[78] John Masefield, A Consecration, in Poems.
[79] Philanthropy and the State, p. 20.
[80] John Masefield, Multitude and Solitude.
APPENDIX I
Edward T. Devine in “Social Work” says (p. 21): “Social work, then is the sum of all the efforts made by society to ‘take up its own slack’ to provide for individuals when its established institutions fail them, to supplement those established institutions and to modify them at those points at which they have proved to be badly adapted to social needs. * * * It may be well done or badly done; according to the most enlightened system which intelligence and experience and sympathy and vision can devise or according to the archaic methods of careless and lazy emotion. * * * It includes everything which is done by society for the benefit of those who are not in position to compete on fair terms with their fellows from whatever motive it may be done, by whatever agency or whatever means and with whatever results.”
Edward T. Devine and Lilian Brant in “American Social Work in the Twentieth Century” say (the first words of the book): “In the United States of America ‘social work’ has come into use in recent years as a comprehensive term, including charity and philanthropy, public relief, punishment and reformation and all other conscious efforts, whether by the state or on private initiative, to provide for the dependent, the sick, and the criminal, to diminish the amount of poverty, disease, and crime, and to improve general living and working conditions.”
These statements obviously are not trying to distinguish between “social work” and the more primitive forms of “charity” and “philanthropy.”
The pamphlet “Social Work,” issued by the American Association of Social Workers in 1922 disclaims any intention “to give an authoritative definition of these terms (i.e., charity, philanthropy, and social service) or of ‘social work,’” but it does authoritatively indicate that “social work as a profession” may have occasion to differentiate itself from charity and philanthropy (pp. 3 and 4). “In discussing social work as a profession it is necessary to clarify certain conceptions which are popularly confused with it. As is the case with any activity that has emerged into professional status and differentiated itself from the kind of activity in which any one of ordinary intelligence might participate, social work must live down a variety of names and conceptions which were common to it in its early and unprofessional forms.” “So we come to the term ‘social work’ for a connotation which at least has implicit implications of a process requiring specialized knowledge and skill sufficient to be called professional.” “It is well also to point out here that emphasis must be placed on ‘process’ as an aid to keeping in mind the fact that not what is done, but how it is done, is what constitutes the test of professional activity.”

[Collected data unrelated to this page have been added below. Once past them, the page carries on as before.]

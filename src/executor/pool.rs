use super::admission::{
    AdmissionDecision, AdmissionPolicy, BlockingRejectionPolicy, ExecutorLifecycle, Task, TaskId,
};
use super::capability::{spawn_with_capability, ThreadCapability};
use super::metrics::{ExecutorMetrics, NoopExecutorMetrics};
use crossbeam_channel::{bounded, Receiver, Sender, TrySendError};
use log::{info, warn};
use parking_lot::{Mutex, RwLock};
use serde::{Deserialize, Serialize};
use std::panic::{self, AssertUnwindSafe};
use std::sync::atomic::{AtomicBool, AtomicU64, Ordering};
use std::sync::Arc;
use std::thread::{self, JoinHandle};
use thiserror::Error;

#[derive(Debug, Clone, PartialEq, Eq, Serialize, Deserialize)]
#[serde(default)]
pub struct ExecutorConfig {
    pub name: String,
    pub max_workers: usize,
    pub queue_capacity: usize,
    pub worker_capability: ThreadCapability,
}

impl Default for ExecutorConfig {
    fn default() -> Self {
        Self {
            name: "xsite-state-apply".into(),
            max_workers: 4,
            queue_capacity: 256,
            worker_capability: ThreadCapability::Blocking,
        }
    }
}

impl ExecutorConfig {
    pub fn validate(&self) -> Result<(), ExecutorConfigError> {
        if self.name.trim().is_empty() {
            return Err(ExecutorConfigError::EmptyName);
        }
        if self.max_workers == 0 {
            return Err(ExecutorConfigError::ZeroWorkers {
                executor: self.name.clone(),
            });
        }
        if self.queue_capacity == 0 {
            return Err(ExecutorConfigError::ZeroQueue {
                executor: self.name.clone(),
            });
        }
        Ok(())
    }
}

#[derive(Debug, Error, Clone, PartialEq, Eq)]
pub enum ExecutorConfigError {
    #[error("executor name must not be empty")]
    EmptyName,
    #[error("executor {executor} needs at least one worker")]
    ZeroWorkers { executor: String },
    #[error("executor {executor} needs a queue capacity of at least one")]
    ZeroQueue { executor: String },
}

#[derive(Debug, Error, Clone, PartialEq, Eq)]
pub enum ExecutorError {
    #[error("executor {executor} is saturated; resubmit later")]
    Backpressure { executor: String },
    #[error("executor {executor} is shut down")]
    Shutdown { executor: String },
    #[error("failed to spawn worker for executor {executor}: {reason}")]
    Spawn { executor: String, reason: String },
    #[error(transparent)]
    Config(#[from] ExecutorConfigError),
}

impl ExecutorError {
    /// Only backpressure clears by itself; everything else is permanent for
    /// this executor.
    pub fn is_retryable(&self) -> bool {
        matches!(self, ExecutorError::Backpressure { .. })
    }
}

struct ExecutorShared {
    name: String,
    sender: RwLock<Option<Sender<Task>>>,
    shutdown: AtomicBool,
    policy: Arc<dyn AdmissionPolicy>,
    metrics: Arc<dyn ExecutorMetrics>,
}

impl ExecutorLifecycle for ExecutorShared {
    fn name(&self) -> &str {
        &self.name
    }

    fn is_shutdown(&self) -> bool {
        self.shutdown.load(Ordering::SeqCst)
    }
}

struct WorkerContext {
    executor: String,
    receiver: Receiver<Task>,
    metrics: Arc<dyn ExecutorMetrics>,
}

impl WorkerContext {
    fn run(self) {
        for task in self.receiver.iter() {
            self.metrics.record_queue_depth(self.receiver.len());
            let id = task.id();
            if panic::catch_unwind(AssertUnwindSafe(|| task.run())).is_err() {
                self.metrics.record_task_panicked();
                warn!(
                    "event=executor_task_panicked executor={} task={}",
                    self.executor, id
                );
            }
        }
    }
}

/// Fixed pool of worker threads fed from a bounded queue.
///
/// Work that cannot be queued (queue full, or pool shut down) is handed to
/// the installed [`AdmissionPolicy`] on the submitting thread.
pub struct BoundedExecutor {
    shared: Arc<ExecutorShared>,
    config: ExecutorConfig,
    next_task: AtomicU64,
    workers: Mutex<Vec<JoinHandle<()>>>,
}

impl BoundedExecutor {
    pub fn new(config: ExecutorConfig) -> Result<Self, ExecutorError> {
        Self::with_policy(config, Arc::new(BlockingRejectionPolicy::new()))
    }

    pub fn with_policy(
        config: ExecutorConfig,
        policy: Arc<dyn AdmissionPolicy>,
    ) -> Result<Self, ExecutorError> {
        Self::with_parts(config, policy, Arc::new(NoopExecutorMetrics))
    }

    pub fn with_parts(
        config: ExecutorConfig,
        policy: Arc<dyn AdmissionPolicy>,
        metrics: Arc<dyn ExecutorMetrics>,
    ) -> Result<Self, ExecutorError> {
        config.validate()?;
        let (sender, receiver) = bounded(config.queue_capacity);
        let shared = Arc::new(ExecutorShared {
            name: config.name.clone(),
            sender: RwLock::new(Some(sender)),
            shutdown: AtomicBool::new(false),
            policy,
            metrics: metrics.clone(),
        });
        let executor = Self {
            shared,
            config,
            next_task: AtomicU64::new(1),
            workers: Mutex::new(Vec::new()),
        };
        for index in 0..executor.config.max_workers {
            let worker = WorkerContext {
                executor: executor.config.name.clone(),
                receiver: receiver.clone(),
                metrics: metrics.clone(),
            };
            let thread_name = format!("{}-{}", executor.config.name, index);
            match spawn_with_capability(thread_name, executor.config.worker_capability, move || {
                worker.run()
            }) {
                Ok(handle) => executor.workers.lock().push(handle),
                Err(err) => {
                    // Dropping the executor stops the workers spawned so far.
                    return Err(ExecutorError::Spawn {
                        executor: executor.config.name.clone(),
                        reason: err.to_string(),
                    });
                }
            }
        }
        info!(
            "event=executor_started executor={} workers={} queue_capacity={} capability={}",
            executor.config.name,
            executor.config.max_workers,
            executor.config.queue_capacity,
            executor.config.worker_capability.label()
        );
        Ok(executor)
    }

    pub fn name(&self) -> &str {
        &self.config.name
    }

    pub fn config(&self) -> &ExecutorConfig {
        &self.config
    }

    /// Queues `body`, or hands it to the admission policy when the queue is
    /// full or the executor is shut down. `Ok` means the task was queued or
    /// already ran on the calling thread.
    pub fn execute(&self, body: impl FnOnce() + Send + 'static) -> Result<TaskId, ExecutorError> {
        let id = TaskId(self.next_task.fetch_add(1, Ordering::Relaxed));
        let task = Task::new(id, body);
        self.shared.metrics.record_submitted();
        let rejected = if self.shared.is_shutdown() {
            task
        } else {
            let guard = self.shared.sender.read();
            let outcome = match guard.as_ref() {
                Some(sender) => match sender.try_send(task) {
                    Ok(()) => {
                        self.shared.metrics.record_queue_depth(sender.len());
                        return Ok(id);
                    }
                    Err(TrySendError::Full(task) | TrySendError::Disconnected(task)) => task,
                },
                None => task,
            };
            outcome
        };
        match self.shared.policy.on_rejected(rejected, self.shared.as_ref()) {
            AdmissionDecision::RunInline => {
                self.shared.metrics.record_inline_run();
                Ok(id)
            }
            AdmissionDecision::RejectBackpressure => {
                self.shared.metrics.record_backpressure_rejection();
                Err(ExecutorError::Backpressure {
                    executor: self.shared.name.clone(),
                })
            }
            AdmissionDecision::RejectLifecycle => {
                self.shared.metrics.record_lifecycle_rejection();
                Err(ExecutorError::Shutdown {
                    executor: self.shared.name.clone(),
                })
            }
        }
    }

    pub fn is_shutdown(&self) -> bool {
        self.shared.is_shutdown()
    }

    pub fn queue_depth(&self) -> usize {
        self.shared.sender.read().as_ref().map_or(0, Sender::len)
    }

    pub fn worker_count(&self) -> usize {
        self.workers.lock().len()
    }

    /// Stops accepting work, lets the workers drain what is already queued
    /// and joins them. Safe to call more than once and from a worker thread.
    pub fn shutdown(&self) {
        if self.shared.shutdown.swap(true, Ordering::SeqCst) {
            return;
        }
        self.shared.sender.write().take();
        let handles: Vec<JoinHandle<()>> = self.workers.lock().drain(..).collect();
        let current = thread::current().id();
        let mut joined = 0usize;
        for handle in handles {
            if handle.thread().id() == current {
                continue;
            }
            if handle.join().is_err() {
                warn!("event=executor_worker_panic executor={}", self.shared.name);
            }
            joined += 1;
        }
        info!(
            "event=executor_shutdown executor={} joined_workers={}",
            self.shared.name, joined
        );
    }
}

impl ExecutorLifecycle for BoundedExecutor {
    fn name(&self) -> &str {
        &self.config.name
    }

    fn is_shutdown(&self) -> bool {
        self.shared.is_shutdown()
    }
}

impl Drop for BoundedExecutor {
    fn drop(&mut self) {
        self.shutdown();
    }
}

impl std::fmt::Debug for BoundedExecutor {
    fn fmt(&self, f: &mut std::fmt::Formatter<'_>) -> std::fmt::Result {
        f.debug_struct("BoundedExecutor")
            .field("name", &self.config.name)
            .field("workers", &self.config.max_workers)
            .field("queue_capacity", &self.config.queue_capacity)
            .field("shutdown", &self.is_shutdown())
            .finish()
    }
}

“Education for Social Work,” by Jesse Frederick Steiner (University of Chicago Press, 1921) gives, as its first chapter, a five-page statement of “The Nature of Social Work” which does not lend itself to quotation otherwise than in toto. It reports about the same conclusions as this thesis, which was prepared before Mr. Steiner’s study.
Porter R. Lee speaking to the National Conference of Social Work in 1915 (see Report p. 597) described three conceptions of the social worker. First, “Any person is a social worker if his work has conscious social purpose, although his vocation may be any one of the historic forms of human activity. The second conception includes as social workers those who are engaged in so-called preventive work, that is to say, those whose efforts are directed towards social legislation, toward the development of the social point of view in the general public and toward readjustments in social institutions and social habits. * * * social work in this sense is not concerned with those who are disabled by adverse conditions of life but with the adverse conditions. The third conception of the social worker on the other hand identifies him primarily with efforts on behalf of the subnormal. To one holding this conception the social worker is one who endeavors through case work to reestablish disabled families and individuals in a routine of normal life. This does not preclude interest in social legislation and other forms of preventive work, but these are not the first task of the social worker. When social work as a generic term first came into general use leaders in the work for dependent families, neglected children, the defective, the delinquent and the destitute sick comprised almost the entire group to which it was applied.” In the 1920 Conference (see Report p. 466) Mr. Lee said: “The subject matter of social work is the adjustment of men to their environment. * * * The necessity for social work arises because of the difficulties faced by men in making this adjustment. These difficulties are sometimes in the man and sometimes in the environment. Some factors in the environment bear too heavily upon all men, some bear too heavily upon a smaller number. * * * A large part of social work is conducted with the purpose of softening the effect of environmental factors which bear with undue severity upon all men. Another large part of social work aims at the development of greater resourcefulness in all men in meeting environmental demands. The greater part of social work, however, is at present devoted to the development of a higher adjusting power in those persons who are most handicapped by environment or a modification of those particular environmental factors which handicap them.”